Il Jazz è una storia a parte: partito decisamente male con Bix Beiderbecke (alcol, 28 anni), Chick Webb (postumi di intervento chirurgico, 34 anni), Glenn Miller (caduto nella Manica durante la seconda guerra mondiale, 40 anni) e Charlie Parker (ha sperimentato ogni tipo di sostanza esistente al mondo, 35 anni) si è decisamente ripreso negli anni forse a causa della estrema perizia tecnica richiesta. Non è certo il genere che si può suonare salendo sul palco ubriachi fradici e strafatti davanti a una platea di noiosi uomini in giacca che, peccato mortale, stanno seduti. Solo Charlie Parker e Miles Davis potevano farcela. Inoltre da una fase iniziale di musica suonata in localacci schifosi seminterrati ormai è diventato un genere da nordici: degli Svensonn, Gustavson e Heidenberger qualsiasi. Laureati matematici professionisti delle 7 note di salute ferrea e dotati di sistemi sanitari efficientissimi. Cause di morte principali anche qui cuore e tumori.
Scendendo al pop già notiamo una speranza di vita di 55 anni ma è il Rock il vero disastro: 47 anni più o meno. Causa di morte principale: morte accidentale.

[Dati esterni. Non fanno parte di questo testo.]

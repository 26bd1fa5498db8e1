//! Calendar date helpers.
//!
//! All cycle arithmetic works on whole calendar days (`NaiveDate`), never on
//! instants, so time zones and daylight saving shifts cannot move a day
//! across a boundary.

use chrono::{DateTime, Datelike, Days, NaiveDate};

use super::ValidationError;

/// Earliest year accepted from user input.
pub const MIN_YEAR: i32 = 1;

/// Latest year accepted from user input.
pub const MAX_YEAR: i32 = 9999;

/// Signed number of whole days from `reference` to `date`.
///
/// Negative when `date` precedes `reference`.
pub fn days_between(date: NaiveDate, reference: NaiveDate) -> i64 {
    date.signed_duration_since(reference).num_days()
}

/// Shifts a date by a signed number of days.
///
/// Returns `None` when the result falls outside chrono's calendar.
pub fn add_days(date: NaiveDate, days: i64) -> Option<NaiveDate> {
    let magnitude = Days::new(days.unsigned_abs());
    if days >= 0 {
        date.checked_add_days(magnitude)
    } else {
        date.checked_sub_days(magnitude)
    }
}

/// Like [`add_days`], but reports an unrepresentable result against `field`.
pub fn shift_date(field: &str, date: NaiveDate, days: i64) -> Result<NaiveDate, ValidationError> {
    add_days(date, days).ok_or_else(|| {
        ValidationError::date_out_of_range(field, format!("{} shifted by {} days", date, days))
    })
}

/// True when both dates fall in the same calendar month of the same year.
pub fn same_month(a: NaiveDate, b: NaiveDate) -> bool {
    a.year() == b.year() && a.month() == b.month()
}

/// Parses an ISO calendar date.
///
/// Accepts `YYYY-MM-DD` as well as a full RFC 3339 timestamp, in which case
/// only the date part as written is kept (no time zone conversion). Years
/// outside `MIN_YEAR..=MAX_YEAR` are rejected.
pub fn parse_calendar_date(field: &str, value: &str) -> Result<NaiveDate, ValidationError> {
    let value = value.trim();

    let date = match NaiveDate::parse_from_str(value, "%Y-%m-%d") {
        Ok(date) => date,
        Err(_) => DateTime::parse_from_rfc3339(value)
            .map(|dt| dt.date_naive())
            .map_err(|_| {
                ValidationError::invalid_format(
                    field,
                    format!("expected YYYY-MM-DD or an RFC 3339 timestamp, got '{}'", value),
                )
            })?,
    };

    if !(MIN_YEAR..=MAX_YEAR).contains(&date.year()) {
        return Err(ValidationError::date_out_of_range(field, value));
    }

    Ok(date)
}

/// Formats a date as `YYYY-MM-DD`.
pub fn format_calendar_date(date: NaiveDate) -> String {
    date.format("%Y-%m-%d").to_string()
}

E come sempre è colpa o dei Beatles, per i fan dei Rolling Stones, o dei Rolling Stones per i fan dei Beatles:
Teoria dei Rollingstonesiani: tutta colpa dei Beatles in India, diciamocelo: sono partiti, sono stati là, sono tornati e hanno rovinato tutto. Hanno importato droghe che ti facevano vedere Shiva, santoni vestiti di bianco che ti spiegavano il senso della vita e soprattutto orrenda musica. Se non morivi per le droghe sentivi quegli orribili sitar accompagnati dalla batteria e ti veniva un colpo.
Teoria dei Beatlesiani: i Rolling Stones hanno spinto oltre ogni limite lo stile di vita delle rockstar: droga, alcol e sesso. Meraviglioso. Imitiamolo tutti! Risultato: in migliaia sono caduti nell’ardua impresa dell’imitazione, perfino George Harrison! Solo Clapton e i Led Zeppelin ci sono riusciti.
Keith Richards, Mick Jagger, Charlie Watts e Ronnie Wood al termine di questa impressionante spirale di perdizione hanno collezionato due cancri, una emorragia cerebrale, epatiti C come raffreddori e ricoveri ricorrenti per overdose o abuso alcolico. Niente.
Al DNA non si comanda.
Commentiamo infine brevemente Punk e Metal, Rap e Hip-Hop: la musica è talmente demenziale che si può tranquillamente salire sul palco in qualsiasi condizione ed essere considerati Dio. Risultato: meno di quarant’anni di media di vita e tre generi su quattro praticamente estinti.
Forse non è solo la roba che ti fai, quella conta molto, forse è anche quello che suoni.